Direktur Pendidikan Tinggi Vokasi dan Profesi Kemdikbud Agus Indarjo mengatakan, tahun lalu sudah keluar Peraturan Menteri Keuangan (PMK) Nomor 128 Tahun 2019 yang mengatur tentang pengurangan tarif Pajak Penghasilan yang disebut superdeduction tax. PMK ini diharapkan mendorong banyak pengusaha berpartisipasi dalam menjalankan pelatihan vokasional.
Subyek pajak PMK adalah wajib badan dalam negeri yang sudah berdiri di Indonesia. Sasaran insentif diberikan apabila badan usaha mau berpartisipasi di kegiatan praktik kerja, pemagangan, dan pembelajaran di SMK; perguruan tinggi program diploma vokasi; dan balai latihan kerja.
Menurut dia, apabila disinkronkan dengan gerakan ”Pernikahan Massal”, kebijakan supertax deduction akan semakin menarik pelaku industri. Hanya saja, mekanisme teknis pemberian insentif harus dibicarakan ulang.
Kesempatan berbeda
Dekan Sekolah Vokasi IPB University Arief Daryanto saat dihubungi terpisah menceritakan, bagi IPB University, link and match bukan hal baru. Pihaknya telah bekerja sama dengan sejumlah perusahaan. Misalnya, PT Minamas, PT Sugar Group, dan PT Sampoerna Group untuk mengembangkan model dual system dan model 3-2-1 (3 semester di kelas, 2 semester di industri dan 1 semester selesaikan karya akhir).
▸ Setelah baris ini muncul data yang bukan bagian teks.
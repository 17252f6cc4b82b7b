//! Error types for su-db

use thiserror::Error;

/// Failures talking to external tools and the database
#[derive(Error, Debug)]
pub enum DbError {
    /// X001: External command exited unsuccessfully
    #[error("[X001] `{command}` failed ({status}){}", stderr_suffix(.stderr))]
    ExternalProcess {
        command: String,
        status: String,
        stderr: String,
    },

    /// X002: Operation aborted by the caller
    #[error("[X002] Cancelled while running `{command}`")]
    Cancelled { command: String },

    /// X003: External command could not be started
    #[error("[X003] Failed to start `{program}`: {source}")]
    Spawn {
        program: String,
        source: std::io::Error,
    },

    /// X004: Connection URL could not be understood
    #[error("[X004] Invalid database URL: {0}")]
    InvalidUrl(String),

    /// X005: Output of an external command could not be interpreted
    #[error("[X005] Unexpected output from `{command}`: {message}")]
    UnexpectedOutput { command: String, message: String },
}

impl DbError {
    /// True when the caller aborted the operation.
    pub fn is_cancelled(&self) -> bool {
        matches!(self, DbError::Cancelled { .. })
    }
}

fn stderr_suffix(stderr: &str) -> String {
    let trimmed = stderr.trim();
    if trimmed.is_empty() {
        String::new()
    } else {
        format!(": {}", trimmed)
    }
}

/// Result type alias for DbError
pub type DbResult<T> = Result<T, DbError>;
//! Dbml command implementation

use anyhow::{Context, Result};
use su_db::{DocGenerator, DocOptions};

use crate::cli::DbmlArgs;
use crate::context::RuntimeContext;

/// Execute the dbml command
pub(crate) async fn execute(args: &DbmlArgs, ctx: &RuntimeContext) -> Result<()> {
    let url = ctx.database_url()?;
    let options = DocOptions {
        output: args.output.clone(),
        schemas: args.schemas.clone(),
        exclude_tables: args.exclude_tables.clone(),
        all_schemas: args.all_schemas,
    };

    ctx.doc_generator()
        .generate(url, &options)
        .await
        .context("Failed to generate DBML")?;

    if let Some(output) = &options.output {
        println!("Wrote {}", output.display());
    }
    Ok(())
}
Mahasiswa diberikan beasiswa penuh oleh perusahaan tersebut.
Wujud kerja sama lainnya adalah teaching industry, yaitu konsep pembelajaran berbasis industri untuk menghasilkan lulusan yang kompeten sesuai kebutuhan pasar kerja. Terkait pengembangan kurikulum SMK dan perguruan tinggi vokasi, IPB University terlibat dalam konsorsium yang berisikan Maatricht School of Management, Aeres University of Applied Sciences, dan HAS University of Applied Sciences Belanda.
”Gerakan ’Pernikahan Massal’ yang digagas pemerintah bersifat akselerasi. Tidak semua politeknik, pendidikan tinggi vokasi, dan komunitas akademi memiliki kesempatan atau akses yang sama ke dunia industri,” katanya.
Terkait insentif fiskal berupa supertax deduction yang dikeluarkan tahun lalu, Arief memandangnya sebagai daya tarik yang positif. Harapannya, semoga pihak perusahaan lebih terbuka sekarang dengan lembaga pendidikan dan pelatihan vokasi di luar perusahaan.
Hanya saja, ekosistem pendidikan vokasi yang sudah dirintis pemerintah ini jangan sampai malah disalahgunakan perusahaan. Misalnya, perusahaan kemudian menggunakan insentif fiskal untuk membangun sumber daya manusia dari dalam dengan mendirikan dan mengembangkan pelatihan melalui program universitas korporat.
”Saya rasa tetap perlu ’mak comblang’ agar link and match pendidikan tinggi vokasi dengan dunia industri dan dunia kerja bisa tercipta. ’Mak Comblang’ itu adalah pemerintah,” katanya.